What's a Giggle Step?

When I give talks, I always tell a story told by Stanford University behavioral psychologist, B.J. Fogg, who is head of Stanford’s Persuasion Technology Lab. BJ Fogg "has been studying behavior change for more than two decades.  He is an expert in how to create habits.”  (And you can thank him for helping Facebook, Twitter and Google do that. Or not…”)

Fogg says there are three main steps to create a habit:

1. Pick the new habit you want.

2. Pick an easy first step toward that new habit.

3. Attach the new habit to one you already have.

The BJ Fogg story I tell is about how he got himself to floss his teeth every night.

We all know how important flossing is to our heath.  And yet…while many of us try over and over to do it, we don’t.

Crazy, no?  Our Rational Brain knows all the very important health reasons why we should floss our teeth.  

But our Emotional Brain seems to stop us at every turn.  We forget.  We think about doing it and then have a strong case of the “I don’t wanna’s.”  Etc. Etc.

Why???

How BJ Fogg got himself to floss his teeth every day tells us why:  

He told himself:

“After I finish brushing my teeth, I will floss ONE tooth.”

OK, did that make you giggle?  

Every time I tell this story, the audience giggles.  Pretty funny isn’t it?  Like, who only flosses one tooth?!

But you know what?  Starting with a Giggle Step like that is key to stopping a Bad Habit—and replacing it with a Good Habit—one that is a permanent, automatic, “takes-no-thought,” habit. When it’s like that, it truly is Easy Effortless Fun.
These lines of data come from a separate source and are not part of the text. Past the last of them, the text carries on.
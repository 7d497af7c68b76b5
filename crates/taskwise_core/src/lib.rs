//! Core domain logic for Taskwise.
//! This crate is the single source of truth for task invariants.

pub mod ai;
pub mod config;
pub mod db;
pub mod feed;
pub mod logging;
pub mod model;
pub mod repo;
pub mod service;

pub use ai::{
    CompletionBackend, GenerationError, OpenAiChatBackend, PrioritizeInput, PrioritizedTask,
    Prioritizer, PromptMessages,
};
pub use config::{AppConfig, ConfigError, LlmConfig, LoggingConfig, StoreConfig};
pub use feed::{FeedEvent, SubscriptionState, TaskFeed, TaskSubscription};
pub use logging::{default_log_level, init_from_config, init_logging, logging_status};
pub use model::task::{
    partition, NewTask, Priority, Task, TaskBoard, TaskEdit, TaskId, TaskValidationError,
};
pub use repo::task_repo::{
    CommitReport, PriorityUpdate, RepoError, RepoResult, SqliteTaskRepository, TaskRepository,
};
pub use service::reconcile::reconcile;
pub use service::task_service::{
    open_configured_store, PendingDelete, PrioritizeOutcome, TaskService, TaskServiceError,
    NO_ACTIVE_TASKS_NOTICE,
};

/// Returns the core crate version.
pub fn core_version() -> &'static str {
    env!("CARGO_PKG_VERSION")
}

#[cfg(test)]
mod tests {
    use super::core_version;

    #[test]
    fn version_is_not_empty() {
        assert!(!core_version().is_empty());
    }
}
//! Application configuration.
//!
//! # Responsibility
//! - Load store, model and logging settings from a TOML file.
//! - Apply `TASKWISE_*` environment overrides on top of the file.
//! - Reject unusable settings once, at startup.
//!
//! # Invariants
//! - A config that passed `validate()` has a positive model timeout and a
//!   non-empty model endpoint.
//! - A missing store path is reported when the store is opened, not by
//!   `validate()`.

use serde::{Deserialize, Serialize};
use std::error::Error;
use std::fmt::{Display, Formatter};
use std::path::{Path, PathBuf};

pub const ENV_DB_PATH: &str = "TASKWISE_DB_PATH";
pub const ENV_API_KEY: &str = "TASKWISE_API_KEY";
pub const ENV_LLM_BASE_URL: &str = "TASKWISE_LLM_BASE_URL";
pub const ENV_LLM_MODEL: &str = "TASKWISE_LLM_MODEL";

const DEFAULT_LLM_BASE_URL: &str = "https://api.openai.com";
const DEFAULT_LLM_MODEL: &str = "gpt-4o-mini";
const DEFAULT_TIMEOUT_SECS: u64 = 60;
const DEFAULT_TEMPERATURE: f32 = 0.2;

/// Configuration loading and validation errors.
#[derive(Debug, Clone, PartialEq)]
pub enum ConfigError {
    Io { path: PathBuf, message: String },
    Parse(String),
    /// No store location configured.
    MissingStorePath,
    InvalidValue { field: &'static str, message: String },
}

impl Display for ConfigError {
    fn fmt(&self, f: &mut Formatter<'_>) -> std::fmt::Result {
        match self {
            Self::Io { path, message } => {
                write!(f, "failed to read config `{}`: {message}", path.display())
            }
            Self::Parse(message) => write!(f, "invalid config file: {message}"),
            Self::MissingStorePath => write!(
                f,
                "task store is not configured; set [store] db_path or {ENV_DB_PATH}"
            ),
            Self::InvalidValue { field, message } => write!(f, "invalid `{field}`: {message}"),
        }
    }
}

impl Error for ConfigError {}

/// Root configuration.
#[derive(Debug, Clone, PartialEq, Default, Serialize, Deserialize)]
#[serde(default)]
pub struct AppConfig {
    pub store: StoreConfig,
    pub llm: LlmConfig,
    pub logging: LoggingConfig,
}

#[derive(Debug, Clone, PartialEq, Default, Serialize, Deserialize)]
#[serde(default)]
pub struct StoreConfig {
    /// SQLite file shared by every client of the task collection.
    pub db_path: Option<PathBuf>,
}

/// Connection settings for an OpenAI-compatible chat-completions endpoint.
#[derive(Debug, Clone, PartialEq, Serialize, Deserialize)]
#[serde(default)]
pub struct LlmConfig {
    /// Base URL; a trailing `/v1` is tolerated.
    pub base_url: String,
    pub model: String,
    /// Sent as a bearer token when present.
    pub api_key: Option<String>,
    pub temperature: f32,
    pub timeout_secs: u64,
}

impl Default for LlmConfig {
    fn default() -> Self {
        Self {
            base_url: DEFAULT_LLM_BASE_URL.to_string(),
            model: DEFAULT_LLM_MODEL.to_string(),
            api_key: None,
            temperature: DEFAULT_TEMPERATURE,
            timeout_secs: DEFAULT_TIMEOUT_SECS,
        }
    }
}

#[derive(Debug, Clone, PartialEq, Default, Serialize, Deserialize)]
#[serde(default)]
pub struct LoggingConfig {
    /// `trace|debug|info|warn|error`; build default when absent.
    pub level: Option<String>,
    /// Absolute directory for rolling log files; logging is off when absent.
    pub dir: Option<PathBuf>,
}

impl AppConfig {
    /// Parses TOML text without touching the environment.
    pub fn from_toml_str(text: &str) -> Result<Self, ConfigError> {
        toml::from_str(text).map_err(|err| ConfigError::Parse(err.to_string()))
    }

    /// Loads `path` (or defaults when the file does not exist), applies
    /// process environment overrides and validates the result.
    pub fn load(path: impl AsRef<Path>) -> Result<Self, ConfigError> {
        let path = path.as_ref();
        let mut config = if path.exists() {
            let text = std::fs::read_to_string(path).map_err(|err| ConfigError::Io {
                path: path.to_path_buf(),
                message: err.to_string(),
            })?;
            Self::from_toml_str(&text)?
        } else {
            Self::default()
        };
        config.apply_env(|key| std::env::var(key).ok());
        config.validate()?;
        Ok(config)
    }

    /// Overlays non-empty values returned by `lookup` for the `TASKWISE_*`
    /// variables.
    pub fn apply_env(&mut self, lookup: impl Fn(&str) -> Option<String>) {
        let lookup = |key: &str| lookup(key).filter(|value| !value.trim().is_empty());

        if let Some(value) = lookup(ENV_DB_PATH) {
            self.store.db_path = Some(PathBuf::from(value));
        }
        if let Some(value) = lookup(ENV_API_KEY) {
            self.llm.api_key = Some(value);
        }
        if let Some(value) = lookup(ENV_LLM_BASE_URL) {
            self.llm.base_url = value;
        }
        if let Some(value) = lookup(ENV_LLM_MODEL) {
            self.llm.model = value;
        }
    }

    pub fn validate(&self) -> Result<(), ConfigError> {
        if self.llm.base_url.trim().is_empty() {
            return Err(ConfigError::InvalidValue {
                field: "llm.base_url",
                message: "cannot be empty".to_string(),
            });
        }
        if self.llm.model.trim().is_empty() {
            return Err(ConfigError::InvalidValue {
                field: "llm.model",
                message: "cannot be empty".to_string(),
            });
        }
        if self.llm.timeout_secs == 0 {
            return Err(ConfigError::InvalidValue {
                field: "llm.timeout_secs",
                message: "must be greater than zero".to_string(),
            });
        }
        if !(0.0..=2.0).contains(&self.llm.temperature) {
            return Err(ConfigError::InvalidValue {
                field: "llm.temperature",
                message: format!("{} is outside 0.0..=2.0", self.llm.temperature),
            });
        }
        Ok(())
    }

    /// Returns the configured store path.
    ///
    /// # Errors
    /// - `MissingStorePath` when neither file nor environment set one.
    pub fn db_path(&self) -> Result<&Path, ConfigError> {
        match self.store.db_path.as_deref() {
            Some(path) if !path.as_os_str().is_empty() => Ok(path),
            _ => Err(ConfigError::MissingStorePath),
        }
    }
}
Most importantly, it becomes a habit you can keep up even when all hell breaks loose in your life.

Because if you don’t design for that, you’ll stop your new habit at the first sign of Rational Brain oxygen-draining Cortisol coursing through your body. Meaning, you’ll fail at your new habit when you get stressed.

Giggle Steps Are Much, Much Smaller Than "Baby Steps."

Conventional Wisdom says you need to do Baby Steps when learning a new habit.

But…just about every Baby Step I’ve ever heard of is way too big—that is, too big for the Emotional Brain, especially if you have a Scaredy-Cat Brain with a low Threat Response threshold like I have.

Oh sure, your Rational Brain thinks even big steps are a piece of cake.

To the Rational Brain it makes sense to floss all your teeth every night.  It’s not hard to do and it takes very little time.  So when you don’t, your Rational Brain beats you up, yelling, “What’s your problem, you idiot?!”

But your Rational Brain beating you up feels like pain and danger to your Emotional Brain so it yells at you, “Ow! Ow! Ow! That hurts!”

To escape that pain, your Emotional Brain gets you to “Fight or Flight or Freeze or Forget” with a shot of the feel-bad brain chemical, Cortisol.  It causes the “I don’t wanna” response, too, as well as the “Forget” response.

Forgetting is a particularly powerful way the Emotional Brain can keep you from doing things it feels are painful and dangerous for you to do.

What?  Flossing your teeth every night is painful and dangerous?

Well, the Emotional Brain is always in the present.  It can’t look to the future and plan.  That’s the Rational Brain’s job.

Anything that’s new (even something that’s good for you) can be a threat to your Emotional Brain.  It can be scared of any change—even a good change.

You can’t reason with the Emotional Brain.  That’s what everyone tries to do.  But the Emotional Brain and the Rational Brain do different things. Using rational logic to get your Emotional Brain to feel safe doesn’t work.




When you do a new habit right after you do a well-established habit you already have (say right after you brush your teeth) and you repeat it daily for a long enough time*, it will feel weird when you don’t do both habits in sequence.


Get your brain used to predicting that every time you brush your teeth you then floss your teeth, then if you miss it, it will tell you by making you feel weird.

Feeling weird means your new habit has become normal and expected by the brain.  And now you have your brain helping you stick with the new habit.

Bottom line: If you want to start a new habit, figure out a way to do it every single day in connection with something that is already a daily habit of yours.